The crisis was destructive and changed the rules in Europe. Spain seems to be getting back on its feet after seven years of struggle.
Spain edges toward recovery
Spain seems to be getting back on its feet after seven years of struggle. The Economist sees two more years of gross domestic product growth in the 2 to 3 percent range, which would mean GDP has grown for three years in-a-row. The magazine also reports an uptick in Spain’s industrial production last year, in line with the growth in GDP, and notes that the country’s unemployment rate is decreasing.
Even the construction sector, once the envy of the Western world before falling dramatically to a low baseline, appears to be progressing again, at least in its big cities of Barcelona and Madrid, where the number of new housing permits increased steadily throughout 2015.
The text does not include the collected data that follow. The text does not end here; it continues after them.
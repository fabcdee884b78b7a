//! Configuration loading via `ortho-config`.

use ortho_config::OrthoConfig;
use serde::Deserialize;
use thiserror::Error;

use crate::api::ZoneScope;

/// Gantry configuration derived from environment variables, configuration
/// files, and defaults.
///
/// The project and zone deliberately have no compiled-in defaults: they are
/// supplied here and may be overridden per invocation with the global
/// `--project-id` / `--zone` flags.
#[derive(Clone, Debug, Deserialize, OrthoConfig, PartialEq, Eq)]
#[ortho_config(prefix = "GANTRY")]
pub struct GantryConfig {
    /// Project that owns the fleet. Required.
    pub project_id: String,
    /// Zone the fleet lives in. Required.
    pub zone: String,
    /// OAuth2 bearer token presented to the compute service. Required;
    /// obtaining the token (for example from `gcloud auth
    /// print-access-token`) is the operator's concern.
    pub access_token: String,
    /// Base URL of the compute service.
    #[ortho_config(default = "https://compute.googleapis.com/compute/v1".to_owned())]
    pub api_endpoint: String,
    /// SSH client configuration file kept in sync by the `ssh` subcommand.
    /// A leading `~/` is expanded to the user's home directory at use.
    #[ortho_config(default = "~/.ssh/config".to_owned())]
    pub ssh_config_path: String,
}

/// Metadata for a configuration field, used to generate actionable error messages.
struct FieldMetadata {
    description: &'static str,
    env_var: &'static str,
    toml_key: &'static str,
}

impl FieldMetadata {
    const fn new(description: &'static str, env_var: &'static str, toml_key: &'static str) -> Self {
        Self {
            description,
            env_var,
            toml_key,
        }
    }
}

impl GantryConfig {
    fn require_field(value: &str, metadata: &FieldMetadata) -> Result<(), ConfigError> {
        if value.trim().is_empty() {
            return Err(ConfigError::MissingField(format!(
                "missing {}: set {} or add {} to gantry.toml",
                metadata.description, metadata.env_var, metadata.toml_key
            )));
        }
        Ok(())
    }

    /// Loads configuration using the `ortho-config` derive. Values merge
    /// defaults, configuration files, environment variables, and CLI flags in
    /// that order of precedence.
    ///
    /// # Errors
    ///
    /// Returns [`ConfigError::Parse`] when the loader fails to merge sources.
    pub fn load_from_sources() -> Result<Self, ConfigError> {
        Self::load().map_err(|err| ConfigError::Parse(err.to_string()))
    }

    /// Loads configuration without attempting to parse CLI arguments. Values
    /// still merge defaults, configuration files, and environment variables.
    ///
    /// # Errors
    ///
    /// Returns [`ConfigError::Parse`] when the merge fails.
    pub fn load_without_cli_args() -> Result<Self, ConfigError> {
        Self::load_from_iter([std::ffi::OsString::from("gantry")])
            .map_err(|err| ConfigError::Parse(err.to_string()))
    }

    /// Effective scope for one invocation: configured project and zone with
    /// optional per-run overrides applied.
    #[must_use]
    pub fn scope(&self, project_override: Option<&str>, zone_override: Option<&str>) -> ZoneScope {
        ZoneScope::new(
            project_override.unwrap_or(&self.project_id),
            zone_override.unwrap_or(&self.zone),
        )
    }

    /// Performs semantic validation on required fields. Error messages include
    /// guidance on how to provide missing values via environment variables or
    /// configuration files.
    ///
    /// # Errors
    ///
    /// Returns [`ConfigError::MissingField`] when a required field is empty.
    pub fn validate(&self) -> Result<(), ConfigError> {
        Self::require_field(
            &self.project_id,
            &FieldMetadata::new("project ID", "GANTRY_PROJECT_ID", "project_id"),
        )?;
        Self::require_field(
            &self.zone,
            &FieldMetadata::new("zone", "GANTRY_ZONE", "zone"),
        )?;
        Self::require_field(
            &self.access_token,
            &FieldMetadata::new("API access token", "GANTRY_ACCESS_TOKEN", "access_token"),
        )?;
        Self::require_field(
            &self.api_endpoint,
            &FieldMetadata::new("API endpoint", "GANTRY_API_ENDPOINT", "api_endpoint"),
        )?;
        Self::require_field(
            &self.ssh_config_path,
            &FieldMetadata::new(
                "SSH config path",
                "GANTRY_SSH_CONFIG_PATH",
                "ssh_config_path",
            ),
        )?;
        Ok(())
    }
}

/// Errors raised during configuration loading and validation.
#[derive(Debug, Error, Eq, PartialEq)]
pub enum ConfigError {
    /// Indicates a required configuration field is empty or missing.
    #[error("missing configuration field: {0}")]
    MissingField(String),
    /// Surfaces errors from the `ortho-config` loader.
    #[error("configuration parsing failed: {0}")]
    Parse(String),
}

impl From<ortho_config::OrthoError> for ConfigError {
    fn from(value: ortho_config::OrthoError) -> Self {
        Self::Parse(value.to_string())
    }
}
Jon de Olabarria, secretary general of the Spanish aluminium association AEA, says this is news worth reading for suppliers of extruded aluminium solutions. “As for the domestic market – the prospects for recovery – the outlooks from both our government and from international organizations make us cautiously optimistic in the extrusion industry,” says de Olabarria.
De Olabarria says the automotive and transport sectors in Spain posted better-than-average performances during the crisis and should emerge stronger this year. The short-term outlook for traditional industries is less certain, he says, adding that these “may depend on government policies and the support they receive.”
With regard to the construction sector, he has his fingers crossed. Spain has announced new requirements in its building sector as part of its participation in the European Commission’s Horizon 2020 program, which will make energy efficiency a priority. “The building sector could finally show signs of life, with growth clearly above the EU average,” he says.